For a noisy recording, the S1 and S2 peaks are often suppressed by the noise, induced in systole and / or diastole. Due to its prolonger duration, the diastolic portion is generally more vulnerable. Thus the ratio between diastolic power (Pdia) and power of S1 or S2 becomes comparable. Resulting in a higher value of Psig. The value of Psig should ideally be lesser for a recording of good signal quality. Fig. 2, shows the values of Psig of more than 120 long and short recordings, drawn at random from the entire dataset. It is evident that the small recordings are generally nosier than the longer recordings owing to the lesser values of Psig. It is also evident that certain features, mostly related to HRV are often not captured properly in the recordings of very shorter duration. Thus the feature lists for long and short recordings for classifying abnormal heart sounds are expected to different. So, instead of a single two class classifier for normal / abnormal heart sounds, it was decided to create two separate classifiers for long and short data respectively. Equal representations of normal and abnormal cases were selected from each of them in order to create two balanced subset. Finally, separate sets of features are selected for each cases, for designing of the classifiers.
[0027] Method 4 - Separate Models but Unbalanced Long Recordings: This is a logical extension of method 3. Similar to method 2, here all possible PCG features were explored on the entire unbalanced dataset. However, it was found that, this only improves the performance of the long recording. The performance on short recordings actually gets degraded. Thus in this method, the analysis was modified on long recordings only, by utilizing the entire feature list. The model for the short recordings remains the same as used in the previous method.
[0028] Method 5 - Three class classifier for Noisy Data: A significant portion of the entire dataset is largely corrupted due to human speech, background noise and the frictional noise generated due to the motion of the stethoscope on human body. In previous methods, all the PCG recordings were categorized into one of the normal or abnormal class regardless their signal quality. Ground truth signal quality (good / bad) for each signal was also provided along the training set in a binary form. Few recordings are very poor to analyse even by expert annotators. Thus, a three class classifier was created which provides a scope of identifying the noisy data and mark them as unsure along with classifying the rest as normal or abnormal heart sounds. Six more features were derived for the noisy signals and are combined with the previous features. The new features are - standard deviation of ratio between 1) diastolic and S1 power, 2) diastolic and S2 power, 3) mean of ratio between S1 and S2 power, median of ratio between 4) diastolic and S1 power, 5) diastolic and S2 power and 6) Kurtosis of the envelop of the auto-correlated PCG signal.

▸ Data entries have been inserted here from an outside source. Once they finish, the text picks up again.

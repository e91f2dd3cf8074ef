//! Failure classification
//!
//! Maps any [`Error`] (or raw failure text such as captured stderr) onto the
//! fixed taxonomy surfaced to callers. Typed variants are classified first;
//! everything else falls through an ordered list of message patterns, so the
//! result is deterministic for a given input. [`ClassifiedError`] has no
//! public constructor: classification is the only way to obtain one.

use std::fmt;
use std::io::ErrorKind;

use serde::{Deserialize, Serialize};

use crate::{Error, ExecError, InstallError, RegistryError, StorageError};

/// Failure categories reported to callers
#[derive(Clone, Copy, Debug, PartialEq, Eq, Hash, Serialize, Deserialize)]
#[serde(rename_all = "snake_case")]
pub enum ErrorCategory {
    Network,
    Permission,
    Security,
    Timeout,
    DiskSpace,
    Validation,
    Parsing,
    Database,
}

impl ErrorCategory {
    /// Stable identifier used in outcome reports
    #[must_use]
    pub fn as_str(self) -> &'static str {
        match self {
            Self::Network => "network",
            Self::Permission => "permission",
            Self::Security => "security",
            Self::Timeout => "timeout",
            Self::DiskSpace => "disk_space",
            Self::Validation => "validation",
            Self::Parsing => "parsing",
            Self::Database => "database",
        }
    }

    /// Whether failures in this category are worth retrying
    #[must_use]
    pub fn is_recoverable(self) -> bool {
        matches!(
            self,
            Self::Network | Self::Permission | Self::Timeout | Self::DiskSpace
        )
    }

    fn suggestions(self) -> &'static [&'static str] {
        match self {
            Self::Network => &[
                "Check network connectivity",
                "Verify the package registry is reachable and retry",
            ],
            Self::Permission => &[
                "Check that the cache directory is writable by the current user",
                "Do not run the installer from a read-only location",
            ],
            Self::Security => &[
                "Do not install this package; it was flagged by security checks",
                "Report the package to the registry maintainers if this is a false positive",
            ],
            Self::Timeout => &[
                "Increase the timeout and retry",
                "Check whether the package waits for interactive input",
            ],
            Self::DiskSpace => &[
                "Free disk space",
                "Run `e14z cache clean` to evict old packages",
            ],
            Self::Validation => &["Check the install command and package metadata"],
            Self::Parsing => &[
                "Use a supported install command (npx, pip install, git clone, docker run)",
            ],
            Self::Database => &[
                "Retry later; if the problem persists, report the package slug",
            ],
        }
    }
}

impl fmt::Display for ErrorCategory {
    fn fmt(&self, f: &mut fmt::Formatter<'_>) -> fmt::Result {
        f.write_str(self.as_str())
    }
}

/// A failure mapped onto the taxonomy, with remediation hints
#[derive(Clone, Debug, PartialEq, Eq, Serialize)]
pub struct ClassifiedError {
    category: ErrorCategory,
    recoverable: bool,
    suggestions: Vec<String>,
    message: String,
}

impl ClassifiedError {
    fn new(category: ErrorCategory, message: String) -> Self {
        Self {
            category,
            recoverable: category.is_recoverable(),
            suggestions: category
                .suggestions()
                .iter()
                .map(|s| (*s).to_string())
                .collect(),
            message,
        }
    }

    #[must_use]
    pub fn category(&self) -> ErrorCategory {
        self.category
    }

    #[must_use]
    pub fn recoverable(&self) -> bool {
        self.recoverable
    }

    #[must_use]
    pub fn suggestions(&self) -> &[String] {
        &self.suggestions
    }

    #[must_use]
    pub fn message(&self) -> &str {
        &self.message
    }
}

impl fmt::Display for ClassifiedError {
    fn fmt(&self, f: &mut fmt::Formatter<'_>) -> fmt::Result {
        write!(f, "[{}] {}", self.category, self.message)
    }
}

/// Classify a typed error
#[must_use]
pub fn categorize_error(err: &Error) -> ClassifiedError {
    let message = err.to_string();
    if matches!(err, Error::Cancelled) {
        let mut classified = ClassifiedError::new(ErrorCategory::Timeout, message);
        classified.recoverable = false;
        classified.suggestions = vec!["The operation was cancelled by the caller".to_string()];
        return classified;
    }
    match typed_category(err) {
        Some(category) => ClassifiedError::new(category, message),
        None => categorize_message(&message),
    }
}

/// Classify raw failure text (error messages, captured stderr)
#[must_use]
pub fn categorize_message(message: &str) -> ClassifiedError {
    ClassifiedError::new(category_from_message(message), message.to_string())
}

fn typed_category(err: &Error) -> Option<ErrorCategory> {
    match err {
        Error::Parse(_) => Some(ErrorCategory::Parsing),
        Error::Security(_) => Some(ErrorCategory::Security),
        Error::Config(_) => Some(ErrorCategory::Validation),
        Error::Storage(storage) => match storage {
            StorageError::DiskFull { .. } => Some(ErrorCategory::DiskSpace),
            StorageError::PermissionDenied { .. } => Some(ErrorCategory::Permission),
            StorageError::IntegrityMismatch { .. } | StorageError::CorruptedData { .. } => {
                Some(ErrorCategory::Validation)
            }
            _ => None,
        },
        Error::Exec(exec) => match exec {
            ExecError::Timeout { .. } => Some(ErrorCategory::Timeout),
            ExecError::ProtocolFailed { .. } => Some(ErrorCategory::Validation),
            _ => None,
        },
        Error::Registry(registry) => match registry {
            RegistryError::NotFound { .. } => Some(ErrorCategory::Database),
            RegistryError::Unavailable { .. } => Some(ErrorCategory::Network),
            RegistryError::Timeout { .. } => Some(ErrorCategory::Timeout),
            RegistryError::InvalidData { .. } | RegistryError::MethodNotFound { .. } => {
                Some(ErrorCategory::Validation)
            }
        },
        Error::Install(install) => match install {
            InstallError::AuthRequired { .. }
            | InstallError::MissingEntryPoint { .. }
            | InstallError::UnsupportedRegistry { .. } => Some(ErrorCategory::Validation),
            InstallError::OperationTimeout { .. } => Some(ErrorCategory::Timeout),
            _ => None,
        },
        Error::Io { kind, .. } => io_category(*kind),
        Error::Internal(_) | Error::Cancelled => None,
    }
}

fn io_category(kind: ErrorKind) -> Option<ErrorCategory> {
    match kind {
        ErrorKind::PermissionDenied => Some(ErrorCategory::Permission),
        ErrorKind::TimedOut => Some(ErrorCategory::Timeout),
        ErrorKind::StorageFull => Some(ErrorCategory::DiskSpace),
        ErrorKind::ConnectionRefused
        | ErrorKind::ConnectionReset
        | ErrorKind::ConnectionAborted
        | ErrorKind::NotConnected
        | ErrorKind::HostUnreachable
        | ErrorKind::NetworkUnreachable => Some(ErrorCategory::Network),
        _ => None,
    }
}

// Order matters: the first matching rule wins.
const MESSAGE_RULES: &[(ErrorCategory, &[&str])] = &[
    (
        ErrorCategory::Network,
        &["enotfound", "econnrefused", "econnreset", "eai_again", "getaddrinfo"],
    ),
    (ErrorCategory::Permission, &["eacces", "eperm", "permission denied"]),
    (ErrorCategory::DiskSpace, &["enospc", "no space left"]),
    (ErrorCategory::Timeout, &["timeout", "timed out", "etimedout"]),
    (
        ErrorCategory::Security,
        &["quarantine", "malicious", "security", "typosquat", "blocked"],
    ),
    (ErrorCategory::Validation, &["validation", "invalid"]),
    (ErrorCategory::Parsing, &["parse error", "failed to parse", "syntax error"]),
];

fn category_from_message(message: &str) -> ErrorCategory {
    let lowered = message.to_ascii_lowercase();
    MESSAGE_RULES
        .iter()
        .find(|(_, needles)| needles.iter().any(|needle| lowered.contains(needle)))
        .map_or(ErrorCategory::Database, |(category, _)| *category)
}

#[cfg(test)]
mod tests {
    use super::*;
    use crate::{ParseError, SecurityError};

    #[test]
    fn test_network_codes_are_recoverable() {
        let classified = categorize_error(&Error::internal("ENOTFOUND registry.npmjs.org"));
        assert_eq!(classified.category(), ErrorCategory::Network);
        assert!(classified.recoverable());
        assert!(!classified.suggestions().is_empty());
    }

    #[test]
    fn test_quarantine_is_security_and_fatal() {
        let classified = categorize_error(&Error::internal("package quarantined"));
        assert_eq!(classified.category(), ErrorCategory::Security);
        assert!(!classified.recoverable());
    }

    #[test]
    fn test_rule_order_prefers_network_over_timeout() {
        let classified = categorize_message("ECONNRESET while waiting: timed out");
        assert_eq!(classified.category(), ErrorCategory::Network);
    }

    #[test]
    fn test_disk_space_suggestion() {
        let classified = categorize_message("ENOSPC: no space left on device");
        assert_eq!(classified.category(), ErrorCategory::DiskSpace);
        assert!(classified
            .suggestions()
            .iter()
            .any(|s| s.contains("Free disk space")));
    }

    #[test]
    fn test_unknown_defaults_to_database() {
        let classified = categorize_message("something odd happened");
        assert_eq!(classified.category(), ErrorCategory::Database);
        assert!(!classified.recoverable());
    }

    #[test]
    fn test_typed_variants_win_over_message() {
        // message mentions a network code but the variant is authoritative
        let err: Error = ParseError::UnknownGrammar {
            command: "curl ENOTFOUND".into(),
        }
        .into();
        assert_eq!(categorize_error(&err).category(), ErrorCategory::Parsing);

        let err: Error = SecurityError::CommandNotAllowed {
            command: "bash".into(),
        }
        .into();
        let classified = categorize_error(&err);
        assert_eq!(classified.category(), ErrorCategory::Security);
        assert!(!classified.recoverable());
    }

    #[test]
    fn test_io_kinds() {
        let err: Error =
            std::io::Error::new(std::io::ErrorKind::PermissionDenied, "nope").into();
        assert_eq!(categorize_error(&err).category(), ErrorCategory::Permission);
    }

    #[test]
    fn test_cancelled_is_not_retried() {
        let classified = categorize_error(&Error::Cancelled);
        assert!(!classified.recoverable());
    }
}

[0029] According to an embodiment of the disclosure, the system 100 further includes the classification module 116. The classification module 116 classifies the person as normal or abnormal using the methodology chosen by the selection module 114 and extracted plurality of features based on a predefined criteria.
[0030] In operation, a flowchart 200 illustrating the steps involved for classifying heart disease in the person using phonocardiogram (PCG) signal of the person is shown in Fig. 4a and 4b. Initially at step 202 phonocardiogram (PCG) signal from the person is captured using a PCG sensor. Generally the captured PCG signal contains a plurality of noises. At step 204, the plurality of noises from the PCG signal is removed using the filtering module 104. The filtering module 104 comprises a series of filters.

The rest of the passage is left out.